Figure 1: Evolution in the word space (idealized acoustic space) of the words associated with 5 meanings in an experiment involving 10 agents with a noise level B = 100. After a first period of ambiguity, five well separated bands appear associated with each meaning. Evolution of the ’average’ values (in the population) of the words associated with each meaning is highlighted in the middle of each band.

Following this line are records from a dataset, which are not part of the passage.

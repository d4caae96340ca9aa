use chrono::{DateTime, Utc};
use serde::{Deserialize, Serialize};
use unicode_normalization::UnicodeNormalization;

use super::permission::Role;

/// Key used for case-insensitive email comparison: NFKC, then lowercase.
pub fn normalize_email(email: &str) -> String {
    email.trim().nfkc().collect::<String>().to_lowercase()
}

/// Full persisted user record, secret included. Only the user store hands these out
/// inside the crate; everything that leaves goes through `PublicUser`.
#[derive(Debug, Clone, PartialEq, Eq, Serialize, Deserialize)]
#[serde(rename_all = "camelCase", try_from = "RawUser")]
pub struct User {
    pub id: String,
    pub username: String,
    pub email: String,
    pub password_secret: String,
    pub role: Role,
    pub created_at: DateTime<Utc>,
    pub is_email_verified: bool,
    #[serde(skip_serializing_if = "Option::is_none")]
    pub verification_token: Option<String>,
}

/// Shape accepted from storage before invariants are checked.
#[derive(Deserialize)]
#[serde(rename_all = "camelCase")]
struct RawUser {
    id: String,
    username: String,
    email: String,
    password_secret: String,
    role: Role,
    created_at: DateTime<Utc>,
    is_email_verified: bool,
    #[serde(default)]
    verification_token: Option<String>,
}

impl TryFrom<RawUser> for User {
    type Error = String;

    fn try_from(r: RawUser) -> Result<Self, Self::Error> {
        if r.id.trim().is_empty() { return Err("empty id".into()); }
        if normalize_email(&r.email).is_empty() { return Err(format!("user {} has an empty email", r.id)); }
        if r.is_email_verified && r.verification_token.is_some() {
            return Err(format!("user {} is verified but still carries a verification token", r.id));
        }
        Ok(User {
            id: r.id,
            username: r.username,
            email: r.email,
            password_secret: r.password_secret,
            role: r.role,
            created_at: r.created_at,
            is_email_verified: r.is_email_verified,
            verification_token: r.verification_token,
        })
    }
}

impl User {
    pub fn email_matches(&self, email: &str) -> bool {
        normalize_email(&self.email) == normalize_email(email)
    }

    pub fn to_public(&self) -> PublicUser { PublicUser::from(self) }
}

/// User projection without the secret or verification token.
#[derive(Debug, Clone, PartialEq, Eq, Serialize, Deserialize)]
#[serde(rename_all = "camelCase")]
pub struct PublicUser {
    pub id: String,
    pub username: String,
    pub email: String,
    pub role: Role,
    pub created_at: DateTime<Utc>,
    pub is_email_verified: bool,
}

impl From<&User> for PublicUser {
    fn from(u: &User) -> Self {
        Self {
            id: u.id.clone(),
            username: u.username.clone(),
            email: u.email.clone(),
            role: u.role,
            created_at: u.created_at,
            is_email_verified: u.is_email_verified,
        }
    }
}

/// Input to `UserStore::create`; the store assigns `id` and `created_at`.
#[derive(Debug, Clone, PartialEq, Eq)]
pub struct NewUser {
    pub username: String,
    pub email: String,
    pub password_secret: String,
    pub role: Role,
    pub is_email_verified: bool,
    pub verification_token: Option<String>,
}
pub mod config;
pub mod error;
pub mod identity;
pub mod logging;
pub mod security;
pub mod storage;

pub use config::{AuthSettings, StorageBackend, StorageSettings};
pub use error::{AuthError, AuthOutcome, AuthResult};
pub use identity::{
    can_access, permissions_for, permissions_for_name, AccessDecision, NewRole, NewUser,
    Permission, PermissionSet, PublicUser, Registration, Role, RoleCatalog, RoleRecord,
    RoleUpdate, SessionManager, SessionSnapshot, SessionState, User, UserStore,
};
pub use security::{Argon2Verifier, CredentialVerifier};
pub use storage::{FileStore, KeyValueStore, MemoryStore, SharedKv};

// Debug printing helper: prints in test and debug builds and is compiled out otherwise.
// Usage: tprintln!("session.login user={}", id);
#[cfg(any(test, debug_assertions))]
#[macro_export]
macro_rules! tprintln {
    ($($arg:tt)*) => ( eprintln!($($arg)*) );
}

// In release builds, provide a no-op tprintln! so calls compile without effect.
#[cfg(not(any(test, debug_assertions)))]
#[macro_export]
macro_rules! tprintln {
    ($($arg:tt)*) => ({
        // Preserve formatting checks in release without producing code
        if false { let _ = format!($($arg)*); }
    });
}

Can collective dynamics lead to choose the “best” word/replicators? A good word/replicator is a replicator that an agent will not confuse with another one that has a different usage. A “good” lexical system should have sets of words clearly distinct from one another depending on the meanings they associated to. Results show that indeed, distinctive sets of word-meaning associations are progressively formed and selected through cultural interaction. Figure 1 shows the evolution in the word space (i.e. an idealized acoustic space) of the words associated with 5 meanings in an experiment involving 10 agents with a noise level B = 100. After an initial ambiguity period, five well separated bands in the word space are clearly identifiable. Agents do not converge towards a unique value for each context. Each agent uses a different one. But these values tend to be very close. The “band” for one context is clearly distinct from bands associated with other contexts. No confusion is possible. Figure 1 plots also the ’average’ value of each band. Thus, it is easier to see the collective optimization of distinctivity leading to a solution compatible with the level of noise present in the environment. We also see on this graph that with this level of noise we approach the limit of expressiveness possible in this medium. If the agents had to communicate about a larger number of distinct meanings, ambiguity will inevitably arise.

2.3 Neutral drift

External factors like language contact between populations are often cited as a major cause of language evolution. But it is also known that language can change spontaneously based on internal dynamics (Labov, 1994). We have seen with the previous model that in a noisy environment, agents can converge on a stable system in which distinct bands in the word/acoustic space are associated with distinct contexts. As we see in figure 1, this repartition in separated bands does not evolve anymore once a stable solution has been found. Figure 2 shows the evolution of the average word in the presence of an agent flux defined by a probability of replacing an old agent by a new one Pr = 0.01, for a population of 20 agents and 2 contexts. The centre of the bands is spontaneously evolving as new agents are entering the system. This is an example of a neutral drift.